E poi c’è la vita, sempre pronta a smentire le regole del pensiero. Infatti, tutta l’arte che, per usare una categoria gramsciana sempre funzionale, si colloca nell’alveo del nazional-popolare non tralascia per un momento il “problema destinatario”, ovvero il problema della fruizione, decodificazione, intellegibilità, comprensione quanto più ampia possibile del messaggio. Da questo punto di vista la comunicazione pubblicitaria può essere intesa come l’unica forma d’arte che è per sua intrinseca natura nazional-popolare. O è nazional popolare o non è comunicazione. Per usare un altro aforisma. Insomma, la comunicazione pubblicitaria sembra nutrirsi dell’arte del tempo presente fornendole un precipitato comprensibile ai molti, dove la prima resta un discorso per i pochi. La comunicazione pubblicitaria è la messa a terra dell’impianto di produzione artistico-culturale.

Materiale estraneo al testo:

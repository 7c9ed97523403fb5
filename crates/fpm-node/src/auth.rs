use async_trait::async_trait;
use fpm_core::{unix_now, InboundRequest, Ledger, NodeId, PowerError, RequestVerifier, Result};
use fpm_crypto::signed;
use std::sync::Arc;

/// Resolves the signer of a request against its public key on the ledger.
pub struct LedgerSignatureVerifier {
    ledger: Arc<dyn Ledger>,
    max_skew_secs: u64,
}

impl LedgerSignatureVerifier {
    pub fn new(ledger: Arc<dyn Ledger>, max_skew_secs: u64) -> Self {
        Self {
            ledger,
            max_skew_secs,
        }
    }
}

fn unauthorized(msg: &str) -> PowerError {
    PowerError::Unauthorized(msg.to_string())
}

#[async_trait]
impl RequestVerifier for LedgerSignatureVerifier {
    async fn verify_and_identify(&self, request: &InboundRequest) -> Result<NodeId> {
        let signer: u32 = request
            .signer
            .as_deref()
            .and_then(|s| s.trim().parse().ok())
            .ok_or_else(|| unauthorized("missing or malformed signer"))?;
        let timestamp: u64 = request
            .timestamp
            .as_deref()
            .and_then(|s| s.trim().parse().ok())
            .ok_or_else(|| unauthorized("missing or malformed timestamp"))?;
        let signature = request
            .signature
            .as_deref()
            .ok_or_else(|| unauthorized("missing signature"))?;

        if unix_now().abs_diff(timestamp) > self.max_skew_secs {
            return Err(unauthorized("request timestamp outside accepted window"));
        }

        let record = match self.ledger.get_node(NodeId(signer)).await {
            Ok(record) => record,
            Err(PowerError::Validation(_)) => return Err(unauthorized("unknown signer")),
            Err(e) => return Err(e),
        };

        if !signed::verify_request(
            &request.method,
            &request.path,
            timestamp,
            &request.body,
            signature,
            &record.public_key,
        ) {
            return Err(unauthorized("invalid signature"));
        }

        Ok(record.id)
    }
}
// ━━━━━━━━━━━━━━━━━━━━━━━━━━━━━━━━━━━━━━━━━━━━━━━━━━━━━━━━━━━━━━━━━━━━━━━━━━
// FARM POWER MANAGER (FPM) - NETWORK MODULE
//
// Everything that leaves the box:
// - Direct-link probe over the kernel route table
// - Wake-on-LAN magic packets on the control bridge
// - Signed, best-effort power-down requests to neighbors
// - REST ledger gateway client and its power event stream
// ━━━━━━━━━━━━━━━━━━━━━━━━━━━━━━━━━━━━━━━━━━━━━━━━━━━━━━━━━━━━━━━━━━━━━━━━━━

pub mod direct;
pub mod peer;
pub mod rest;
pub mod wake;

pub use direct::{interface_index, DirectLinkProbe, IpRouteLookup, Route, RouteLookup};
pub use peer::{power_url, PeerPowerClient, POWER_PATH};
pub use rest::{RestEventFeed, RestLedger, UptimeReport};
pub use wake::{enable_wol, enable_wol_in, magic_packet, parse_mac, WakeTrigger};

Dopo questa ampia digressione torniamo all’ultima delle tre affermazioni.
La comunicazione fa epoca vuole dire che determina il modo di essere di un’epoca e ne fornisce, posteriormente, la chiave di lettura. Non mi dilungo. Faccio un esempio. Possiamo usare tante definizioni per predicare la Milano di Craxi e Berlusconi, la Milano rampante, la Milano degli anni ’80. Ma, forse, la più funzionale e omnicomprensiva è “la Milano da bere”. Lo slogan dell’amaro Ramazzotti.